Freedom of the press is guaranteed only to those who own one” - A.J. Liebling
My father Bob Wilson took this to heart, and bought one and started his own newspaper, the Prairie Post of Maroa, Illinois in 1958, and ran it until he died in 1972. It never had a circulation of more than 2500 or so, but every week, he would fire off editorials at everyone and everything from local events to the actions of the nations of the world.
He may have been a Quaker peace activist in a Republican district, but his love and support of the farming communities garnered him enough respect that he eventually ran for the U.S. House of Representatives in 1962, though he lost. (He might have tried again, had he not died of an accident while only 49.) Many of his views ring true today. And he might have been willing to change the ones that fell behind the times. Although raised in the casual racism of the 1920s and 1930s, at the age of 15 he took stock of what he was being taught and discarded much of it as being wrong, and lived his life with respect for all.

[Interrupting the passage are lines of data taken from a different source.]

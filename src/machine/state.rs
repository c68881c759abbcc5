//! Game states and the transition table.

use serde::{Deserialize, Serialize};

/// State of one level.
///
/// ```text
/// GenerateLevel -> SpawningBlocks -> WaitingInput -> Moving
///                       ^    |                        |
///                       |    +-> Win / Lose           |
///                       +-----------------------------+
/// ```
///
/// `Win` and `Lose` have no outgoing edges. Restarting a level is a
/// reset outside this table.
#[derive(Clone, Copy, Debug, Default, PartialEq, Eq, Hash, Serialize, Deserialize)]
pub enum GameState {
    /// Building an empty grid.
    #[default]
    GenerateLevel,
    /// Placing new tiles, then evaluating win and lose.
    SpawningBlocks,
    /// Idle until a direction arrives.
    WaitingInput,
    /// A move plan is being animated.
    Moving,
    /// A tile reached the win condition.
    Win,
    /// The lose rule fired.
    Lose,
}

impl GameState {
    /// Check if the transition table has an edge to `next`.
    #[must_use]
    pub fn can_transition_to(self, next: GameState) -> bool {
        use GameState::*;
        matches!(
            (self, next),
            (GenerateLevel, SpawningBlocks)
                | (SpawningBlocks, WaitingInput | Win | Lose)
                | (WaitingInput, Moving)
                | (Moving, SpawningBlocks)
        )
    }

    /// Check if the level is over.
    #[must_use]
    pub fn is_terminal(self) -> bool {
        matches!(self, GameState::Win | GameState::Lose)
    }

    /// Check if directional input is accepted.
    #[must_use]
    pub fn accepts_input(self) -> bool {
        self == GameState::WaitingInput
    }
}

impl std::fmt::Display for GameState {
    fn fmt(&self, f: &mut std::fmt::Formatter<'_>) -> std::fmt::Result {
        std::fmt::Debug::fmt(self, f)
    }
}
//! Spawn value distribution.

use crate::core::RandomSource;

/// Draws above this threshold spawn a 4 instead of a 2.
pub const FOUR_THRESHOLD: f32 = 0.8;

/// Draw the value of a newly spawned tile: 4 with probability 0.2, else 2.
///
/// ```
/// use rust_2048::core::FixedRandom;
/// use rust_2048::spawn::draw_value;
///
/// assert_eq!(draw_value(&mut FixedRandom::new(0.81)), 4);
/// assert_eq!(draw_value(&mut FixedRandom::new(0.8)), 2);
/// ```
pub fn draw_value<R: RandomSource>(rng: &mut R) -> u32 {
    if rng.next_value() > FOUR_THRESHOLD {
        4
    } else {
        2
    }
}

I decided to transcribe his old editorials (I may make a book for some of my relatives) and every once in a while I will repost one here, as a view of how the world has changed wildly, or remained stubbornly the same.
May 24, 1962
WHY GADFLIES STING
We say it often, but we will say it again. So many weekly papers beat dead horses for editorial exercise. They inveigh against sin, bad weather and the Russians. No-one could possibly disagree, and no-one gives their opinions a second thought.
We criticize American policies and American institutions for the same reason wives nag their husbands; they love them, and they think them perfectible, so they are sharp with them because they are not yet perfect.

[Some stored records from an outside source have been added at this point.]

//! MCP server: JSON-RPC dispatch over the framed transport.
//!
//! A single read loop feeds a bounded request queue; a worker pool
//! handles tool invocations in parallel. Output frames are totally
//! ordered by one write mutex, so concurrent workers never interleave
//! bytes. When the queue is full the reader answers `-32003` itself
//! rather than blocking the wire.

pub mod transport;

pub use transport::{write_message, FrameMode, FrameReader, MAX_MESSAGE_SIZE};

use crate::pack::ToolResponse;
use crate::tools::{ToolContext, ToolRegistry};
use serde_json::{json, Value};
use std::io::{BufRead, Write};
use std::sync::Mutex;

/// Default protocol version offered to clients.
pub const PROTOCOL_VERSION: &str = "2025-06-18";
/// Versions this server can speak.
pub const SUPPORTED_VERSIONS: [&str; 4] =
    ["2024-11-05", "2025-03-26", "2025-06-18", "2025-11-25"];

/// The MCP server over one tool context.
pub struct McpServer {
    ctx: ToolContext,
    registry: ToolRegistry,
    /// Workspace root the client announced through `initialize`
    /// (`rootUri` / `rootPath` / first workspace folder).
    announced_root: Mutex<Option<String>>,
}

impl McpServer {
    #[must_use]
    pub fn new(ctx: ToolContext) -> Self {
        Self {
            ctx,
            registry: ToolRegistry::default_registry(),
            announced_root: Mutex::new(None),
        }
    }

    /// Serves requests from `input` until EOF. Workers drain the queue
    /// before the call returns.
    pub fn run<R, W>(&self, input: R, output: W)
    where
        R: BufRead,
        W: Write + Send,
    {
        let output = Mutex::new(output);
        let workers = self.ctx.settings.mcp_workers.max(1);
        let (tx, rx) =
            crossbeam_channel::bounded::<(Value, FrameMode)>(self.ctx.settings.mcp_queue_size);

        std::thread::scope(|scope| {
            for _ in 0..workers {
                let rx = rx.clone();
                let output = &output;
                scope.spawn(move || {
                    while let Ok((request, mode)) = rx.recv() {
                        if let Some(response) = self.handle_request(&request) {
                            self.write_response(output, &response, mode);
                        }
                    }
                });
            }

            let mut reader = FrameReader::new(input);
            while let Some((request, mode)) = reader.read_message() {
                if tx.try_send((request.clone(), mode)).is_err() {
                    let overloaded = json!({
                        "jsonrpc": "2.0",
                        "id": request.get("id").cloned().unwrap_or(Value::Null),
                        "error": { "code": -32003, "message": "Server overloaded" },
                    });
                    self.write_response(&output, &overloaded, mode);
                }
            }
            drop(tx);
            // Scope exit joins the workers after they drain the queue.
        });
    }

    fn output_mode(&self, request_mode: FrameMode) -> FrameMode {
        if self.ctx.settings.force_content_length {
            FrameMode::ContentLength
        } else if self.ctx.settings.dev_jsonl {
            FrameMode::Jsonl
        } else {
            request_mode
        }
    }

    fn write_response<W: Write>(&self, output: &Mutex<W>, response: &Value, mode: FrameMode) {
        let mode = self.output_mode(mode);
        let mut guard = output.lock().unwrap_or_else(|e| e.into_inner());
        if let Err(e) = write_message(&mut *guard, response, mode) {
            tracing::error!(target: "sari::mcp", "write failed: {e}");
        }
    }

    /// Dispatches one JSON-RPC request. `None` for notifications.
    #[must_use]
    pub fn handle_request(&self, request: &Value) -> Option<Value> {
        let method = request.get("method").and_then(Value::as_str).unwrap_or("");
        let params = request.get("params").cloned().unwrap_or_else(|| json!({}));
        let id = request.get("id").cloned();

        // Requests without an id are notifications: handle side effects,
        // never respond.
        let Some(id) = id.filter(|v| !v.is_null()) else {
            return None;
        };

        let result: Result<Value, (i64, String, Option<Value>)> = match method {
            "initialize" => self.handle_initialize(&params),
            "tools/list" => Ok(json!({ "tools": self.list_tools() })),
            "tools/call" => self.handle_tools_call(&params),
            "prompts/list" => Ok(json!({ "prompts": [] })),
            "resources/list" => Ok(json!({ "resources": [] })),
            "resources/templates/list" => Ok(json!({ "resourceTemplates": [] })),
            "roots/list" => Ok(json!({ "roots": self.list_roots() })),
            "initialized" | "notifications/initialized" => Ok(json!({})),
            "ping" => Ok(json!({})),
            "sari/identify" => {
                let announced = self
                    .announced_root
                    .lock()
                    .ok()
                    .and_then(|g| g.clone())
                    .unwrap_or_default();
                Ok(json!({
                    "name": "sari",
                    "version": self.ctx.server_version,
                    "pid": std::process::id(),
                    "workspace_root": self.ctx.workspace_root.to_string_lossy(),
                    "announced_root": announced,
                }))
            }
            other => Err((-32601, format!("Method not found: {other}"), None)),
        };

        Some(match result {
            Ok(result) => json!({ "jsonrpc": "2.0", "id": id, "result": result }),
            Err((code, message, data)) => {
                let mut error = json!({ "code": code, "message": message });
                if let Some(data) = data {
                    error["data"] = data;
                }
                json!({ "jsonrpc": "2.0", "id": id, "error": error })
            }
        })
    }

    fn handle_initialize(&self, params: &Value) -> Result<Value, (i64, String, Option<Value>)> {
        if let Some(root) = announced_workspace_root(params) {
            let served = self.ctx.workspace_root.to_string_lossy();
            if root != served {
                tracing::warn!(
                    target: "sari::mcp",
                    "client announced workspace '{root}' but this server serves '{served}'"
                );
            }
            if let Ok(mut guard) = self.announced_root.lock() {
                *guard = Some(root);
            }
        }
        let client_versions = client_protocol_versions(params);
        let negotiated = client_versions
            .iter()
            .find(|v| SUPPORTED_VERSIONS.contains(&v.as_str()))
            .cloned();
        let negotiated = match negotiated {
            Some(v) => v,
            None if self.ctx.settings.strict_protocol && !client_versions.is_empty() => {
                return Err((
                    -32602,
                    "Unsupported protocol version".into(),
                    Some(json!({ "supported": SUPPORTED_VERSIONS })),
                ));
            }
            None => PROTOCOL_VERSION.to_string(),
        };
        Ok(json!({
            "protocolVersion": negotiated,
            "serverInfo": { "name": "sari", "version": self.ctx.server_version },
            "capabilities": {
                "tools": { "listChanged": false },
                "prompts": { "listChanged": false },
                "resources": { "subscribe": false, "listChanged": false },
                "roots": { "listChanged": false },
            },
        }))
    }

    fn handle_tools_call(&self, params: &Value) -> Result<Value, (i64, String, Option<Value>)> {
        let name = params.get("name").and_then(Value::as_str).unwrap_or("");
        let args = params
            .get("arguments")
            .cloned()
            .unwrap_or_else(|| json!({}));

        let Some(response) = self.registry.execute(name, &self.ctx, &args) else {
            return Err((-32602, format!("Unknown tool: {name}"), None));
        };
        let encoded = self.encode(&response);
        if response.is_error {
            // Tool errors ride the JSON-RPC error channel with the
            // structured payload (reason codes included) as data.
            let message = response
                .json
                .get("error")
                .and_then(|e| e.get("message"))
                .and_then(Value::as_str)
                .unwrap_or("tool error")
                .to_string();
            return Err((-32000, message, Some(encoded)));
        }
        Ok(encoded)
    }

    fn encode(&self, response: &ToolResponse) -> Value {
        response.encode(&self.ctx.settings)
    }

    fn list_tools(&self) -> Vec<Value> {
        self.registry
            .list(self.ctx.settings.expose_internal_tools)
            .iter()
            .map(|t| {
                json!({
                    "name": t.name,
                    "description": t.description,
                    "inputSchema": &t.input_schema,
                })
            })
            .collect()
    }

    fn list_roots(&self) -> Vec<Value> {
        self.ctx
            .roots
            .iter()
            .map(|r| {
                let name = r
                    .file_name()
                    .map(|n| n.to_string_lossy().into_owned())
                    .unwrap_or_else(|| r.to_string_lossy().into_owned());
                json!({ "uri": format!("file://{}", r.to_string_lossy()), "name": name })
            })
            .collect()
    }
}

/// Extracts the workspace root a client announces in `initialize`.
/// Priority: first workspace folder, then `rootUri`, then `rootPath`.
fn announced_workspace_root(params: &Value) -> Option<String> {
    let raw = params
        .get("workspaceFolders")
        .and_then(Value::as_array)
        .and_then(|folders| folders.first())
        .and_then(|f| f.get("uri").or_else(|| f.get("path")))
        .and_then(Value::as_str)
        .or_else(|| {
            params
                .get("rootUri")
                .or_else(|| params.get("rootPath"))
                .and_then(Value::as_str)
        })?;
    let path = raw.strip_prefix("file://").unwrap_or(raw);
    let path = path.trim_end_matches('/');
    (!path.is_empty()).then(|| path.to_string())
}

fn client_protocol_versions(params: &Value) -> Vec<String> {
    let mut versions = Vec::new();
    let mut push = |v: &Value| {
        if let Some(s) = v.as_str() {
            let s = s.trim();
            if !s.is_empty() && !versions.contains(&s.to_string()) {
                versions.push(s.to_string());
            }
        }
    };
    if let Some(v) = params.get("protocolVersion") {
        push(v);
    }
    for key in ["supportedProtocolVersions"] {
        if let Some(Value::Array(items)) = params.get(key) {
            for v in items {
                push(v);
            }
        }
    }
    if let Some(Value::Array(items)) = params
        .get("capabilities")
        .and_then(|c| c.get("protocolVersions"))
    {
        for v in items {
            push(v);
        }
    }
    versions
}

#[cfg(test)]
mod tests {
    use super::*;

    #[test]
    fn test_announced_workspace_root_priority() {
        let params = json!({
            "rootUri": "file:///from/root-uri",
            "workspaceFolders": [{ "uri": "file:///from/folder/" }],
        });
        assert_eq!(
            announced_workspace_root(&params).unwrap(),
            "/from/folder"
        );
        let params = json!({ "rootPath": "/plain/path" });
        assert_eq!(announced_workspace_root(&params).unwrap(), "/plain/path");
        assert!(announced_workspace_root(&json!({})).is_none());
    }

    #[test]
    fn test_client_versions_collection() {
        let params = json!({
            "protocolVersion": "2099-01-01",
            "supportedProtocolVersions": ["2025-06-18", "2099-01-01"],
            "capabilities": { "protocolVersions": ["2024-11-05"] },
        });
        let versions = client_protocol_versions(&params);
        assert_eq!(versions[0], "2099-01-01");
        assert!(versions.contains(&"2025-06-18".to_string()));
        assert!(versions.contains(&"2024-11-05".to_string()));
        // deduplicated
        assert_eq!(
            versions
                .iter()
                .filter(|v| v.as_str() == "2099-01-01")
                .count(),
            1
        );
    }
}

Think of our little Jeremiads in this way, and you will understand why we do not use our space to criticize much worse things existing elsewhere WHICH WE HAVE NO POWER TO CHANGE.

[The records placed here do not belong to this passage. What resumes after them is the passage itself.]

impl Indexer {
    /// Builds the service and starts the permanent worker pool.
    #[must_use]
    pub fn new(
        store: Arc<Store>,
        settings: Settings,
        roots: Vec<PathBuf>,
        scan_config: ScanConfig,
    ) -> Self {
        let (fair_tx, fair_rx) = bounded(FAIR_QUEUE_DEPTH);
        let (prio_tx, prio_rx) = bounded(PRIORITY_QUEUE_DEPTH);
        let extractor = Extractor::new(settings.clone());
        let index_ready = store.file_count(None).map(|n| n > 0).unwrap_or(false);

        let inner = Arc::new(Inner {
            store,
            settings,
            roots: roots.iter().map(|r| workspace::normalize_root(r)).collect(),
            scan_config,
            extractor,
            governor: ResourceGovernor::new(),
            fair_tx,
            fair_rx,
            prio_tx,
            prio_rx,
            phase: Mutex::new(Phase::Idle),
            scan_lock: Mutex::new(()),
            rescan_pending: AtomicBool::new(false),
            stop: AtomicBool::new(false),
            index_ready: AtomicBool::new(index_ready),
            last_scan_ts: AtomicU64::new(0),
            scanned: AtomicU64::new(0),
            indexed: AtomicU64::new(0),
            errors: AtomicU64::new(0),
            in_flight: AtomicUsize::new(0),
        });

        let mut workers = Vec::new();
        if inner.settings.indexer_mode == IndexerMode::Leader {
            let pool_size = inner.settings.worker_baseline.max(1);
            for worker_id in 0..pool_size.saturating_mul(3) {
                let inner = Arc::clone(&inner);
                let handle = std::thread::Builder::new()
                    .name(format!("sari-extract-{worker_id}"))
                    .spawn(move || worker_loop(&inner, worker_id))
                    .expect("spawn extract worker");
                workers.push(handle);
            }
            let gov_inner = Arc::clone(&inner);
            let handle = std::thread::Builder::new()
                .name("sari-governor".into())
                .spawn(move || governor_loop(&gov_inner))
                .expect("spawn governor");
            workers.push(handle);
        }

        Self {
            inner,
            workers: Mutex::new(workers),
        }
    }

    #[must_use]
    pub fn roots(&self) -> &[PathBuf] {
        &self.inner.roots
    }

    #[must_use]
    pub fn status(&self) -> IndexerStatus {
        let phase = self
            .inner
            .phase
            .lock()
            .map(|p| *p)
            .unwrap_or(Phase::Idle);
        IndexerStatus {
            mode: self.inner.settings.indexer_mode,
            phase: phase.as_str(),
            index_ready: self.inner.index_ready.load(Ordering::Relaxed),
            last_scan_ts: self.inner.last_scan_ts.load(Ordering::Relaxed) as i64,
            scanned_files: self.inner.scanned.load(Ordering::Relaxed),
            indexed_files: self.inner.indexed.load(Ordering::Relaxed),
            errors: self.inner.errors.load(Ordering::Relaxed),
            fair_queue_depth: self.inner.fair_rx.len(),
            priority_queue_depth: self.inner.prio_rx.len(),
            in_flight: self.inner.in_flight.load(Ordering::Relaxed),
            governor_factor: self.inner.governor.factor(),
        }
    }

    fn check_writable(&self) -> Result<(), IndexError> {
        match self.inner.settings.indexer_mode {
            IndexerMode::Leader => Ok(()),
            IndexerMode::Follower => Err(IndexError::Follower),
            IndexerMode::Off => Err(IndexError::Disabled),
        }
    }

    /// Runs one full scan of all roots to completion, drains the queues
    /// until three consecutive empty samples, flushes the writer, and
    /// prunes rows the scan did not see. Wall-clock bounded.
    ///
    /// # Errors
    ///
    /// `ERR_INDEXER_FOLLOWER` / `ERR_INDEXER_DISABLED` outside leader
    /// mode.
    pub fn scan_once(&self) -> Result<ScanOutcome, IndexError> {
        self.check_writable()?;
        let _guard = self
            .inner
            .scan_lock
            .lock()
            .unwrap_or_else(|e| e.into_inner());

        let scan_ts = now_ts();
        let scanned_before = self.inner.scanned.load(Ordering::Relaxed);
        let indexed_before = self.inner.indexed.load(Ordering::Relaxed);
        set_phase(&self.inner, Phase::Scanning);

        let scanner = Scanner::new(&self.inner.scan_config, &self.inner.roots);
        for root in &self.inner.roots {
            let root_id = workspace::root_id(root);
            let label = root
                .file_name()
                .map(|n| n.to_string_lossy().to_string())
                .unwrap_or_default();
            self.inner
                .store
                .upsert_root(&root_id, &root.to_string_lossy(), &label);

            for entry in scanner.scan(root) {
                if self.inner.stop.load(Ordering::Relaxed) {
                    break;
                }
                let mtime = entry
                    .meta
                    .modified()
                    .ok()
                    .and_then(|t| t.duration_since(std::time::UNIX_EPOCH).ok())
                    .map(|d| d.as_secs() as i64)
                    .unwrap_or(0);
                let task = FileTask {
                    root: root.clone(),
                    path: entry.path,
                    mtime,
                    size: entry.meta.len() as i64,
                    scan_ts,
                    force: false,
                };
                self.inner.scanned.fetch_add(1, Ordering::Relaxed);
                // Blocking send: queue depth is the backpressure.
                if self.inner.fair_tx.send(task).is_err() {
                    break;
                }
            }
        }

        set_phase(&self.inner, Phase::Draining);
        self.drain(Duration::from_millis(self.inner.settings.scan_once_timeout_ms));
        self.inner.store.flush();

        let root_ids: Vec<RootId> = self.inner.roots.iter().map(|r| workspace::root_id(r)).collect();
        if let Err(e) = self.inner.store.finalize_turbo_batch(scan_ts, root_ids) {
            tracing::warn!(target: "sari::indexer", "finalize failed: {e}");
        }
        let cutoff = now_ts() - self.inner.settings.purge_grace_secs;
        if let Err(e) = self.inner.store.purge_deleted(cutoff) {
            tracing::warn!(target: "sari::indexer", "purge failed: {e}");
        }

        self.inner
            .last_scan_ts
            .store(scan_ts as u64, Ordering::Relaxed);
        self.inner.index_ready.store(true, Ordering::Relaxed);
        set_phase(&self.inner, Phase::Idle);

        let outcome = ScanOutcome {
            scanned_files: self.inner.scanned.load(Ordering::Relaxed) - scanned_before,
            indexed_files: self.inner.indexed.load(Ordering::Relaxed) - indexed_before,
        };
        if self.inner.rescan_pending.swap(false, Ordering::Relaxed) {
            tracing::info!(target: "sari::indexer", "running coalesced rescan");
            drop(_guard);
            return self.scan_once().map(|second| ScanOutcome {
                scanned_files: outcome.scanned_files + second.scanned_files,
                indexed_files: outcome.indexed_files + second.indexed_files,
            });
        }
        Ok(outcome)
    }

    /// Waits until both queues plus in-flight work show zero depth for
    /// three consecutive samples, bounded by `timeout`.
    fn drain(&self, timeout: Duration) {
        let deadline = Instant::now() + timeout;
        let mut empty_samples = 0;
        while Instant::now() < deadline {
            let depth = self.inner.fair_rx.len()
                + self.inner.prio_rx.len()
                + self.inner.in_flight.load(Ordering::Relaxed);
            if depth == 0 {
                empty_samples += 1;
                if empty_samples >= 3 {
                    return;
                }
            } else {
                empty_samples = 0;
            }
            std::thread::sleep(DRAIN_SAMPLE_INTERVAL);
        }
        tracing::warn!(target: "sari::indexer", "drain timed out with work pending");
    }

    /// Non-blocking rescan request; coalesced while a scan is in flight.
    ///
    /// # Errors
    ///
    /// `ERR_INDEXER_FOLLOWER` / `ERR_INDEXER_DISABLED` outside leader
    /// mode.
    pub fn rescan(self: &Arc<Self>) -> Result<bool, IndexError> {
        self.check_writable()?;
        if self.inner.scan_lock.try_lock().is_err() {
            self.inner.rescan_pending.store(true, Ordering::Relaxed);
            return Ok(false);
        }
        let this = Arc::clone(self);
        let spawned = std::thread::Builder::new()
            .name("sari-rescan".into())
            .spawn(move || {
                if let Err(e) = this.scan_once() {
                    tracing::warn!(target: "sari::indexer", "rescan failed: {e}");
                }
            })
            .is_ok();
        Ok(spawned)
    }

    /// Enqueues a synthesized "modified" event for one file on the
    /// priority queue. Returns immediately; queue depths tell the caller
    /// when the effect has landed.
    ///
    /// # Errors
    ///
    /// Mode errors outside leader mode; `QUEUE_FULL` when the priority
    /// queue is saturated.
    pub fn index_file(&self, path: &Path) -> Result<(), IndexError> {
        self.check_writable()?;
        let path = dunce::canonicalize(path).unwrap_or_else(|_| path.to_path_buf());
        let root = self
            .inner
            .roots
            .iter()
            .find(|r| path.starts_with(r))
            .cloned()
            .ok_or_else(|| IndexError::FileIndex {
                path: path.clone(),
                reason: "path is outside every workspace root".into(),
            })?;
        let meta = std::fs::metadata(&path).map_err(|e| IndexError::FileIndex {
            path: path.clone(),
            reason: e.to_string(),
        })?;
        let mtime = meta
            .modified()
            .ok()
            .and_then(|t| t.duration_since(std::time::UNIX_EPOCH).ok())
            .map(|d| d.as_secs() as i64)
            .unwrap_or(0);
        let task = FileTask {
            root,
            path,
            mtime,
            size: meta.len() as i64,
            scan_ts: now_ts(),
            force: true,
        };
        self.inner
            .prio_tx
            .try_send(task)
            .map_err(|_| IndexError::QueueFull)?;
        Ok(())
    }

    /// True once both queues and in-flight work are empty.
    #[must_use]
    pub fn queues_empty(&self) -> bool {
        self.inner.fair_rx.len() == 0
            && self.inner.prio_rx.len() == 0
            && self.inner.in_flight.load(Ordering::Relaxed) == 0
    }

    /// Blocks until queues drain or the timeout elapses. Returns whether
    /// the drain completed.
    #[must_use]
    pub fn wait_for_drain(&self, timeout: Duration) -> bool {
        let deadline = Instant::now() + timeout;
        while Instant::now() < deadline {
            if self.queues_empty() {
                return true;
            }
            std::thread::sleep(DRAIN_SAMPLE_INTERVAL);
        }
        self.queues_empty()
    }

    /// Stops workers and joins them.
    pub fn shutdown(&self) {
        self.inner.stop.store(true, Ordering::Relaxed);
        if let Ok(mut workers) = self.workers.lock() {
            for handle in workers.drain(..) {
                let _ = handle.join();
            }
        }
    }
}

We will have served our purpose if we move you to consider all things around you with the full range of your perceptive powers; to evaluate the future in the light of the past... and then, in your own time and your own way, to act in the light of your judgements to change those things we do have power to change.
We have faith in the outcome, because we have faith in people.
May 31, 1962
THE MAN IN CHARGE
We have just returned from Washington. We went to meet the President and other administration leaders, and to be briefed on the complex operations of the government in which we hope to serve.
Total impressions of the trip would take pages to describe. We came away crammed with facts, and much impressed and heartened by seeing the President and the people around him at work as a smooth-functioning team.
President Kennedy is moving ahead with confidence, with a sense of purpose, and he is exercising the strong leadership that is demanded of our executives if they are to be effective.
One of his finest assets is his ability to find people of exceptional skills, and to inspire them with his own desire to serve.
As the President spoke to us in the rose garden, we could see little Caroline climbing her slide, and John, Jr. crawling about after his dog. It might have been a visit with your neighbors, but for the Secret Service men standing by, and the grave concern in the President's voice as he told us of the problems he faces, and his need for help in the Congress from men who understand them.
The responsibilities are crushing; Washington is, after all, the Capital of the World. Despite the burdens that weigh on his every waking moment, however, he had time for the occasional flash of humor – frequently at themselves – that characterizes leaders with wisdom and judgement.
John Kennedy is neither frightened nor confused by the greatness of the task. We feel he is the equal both of the nation's enemies abroad, and of his own political opponents here at home, who from lack of any program of their own, have opposed his every move through a kind of blind opposition.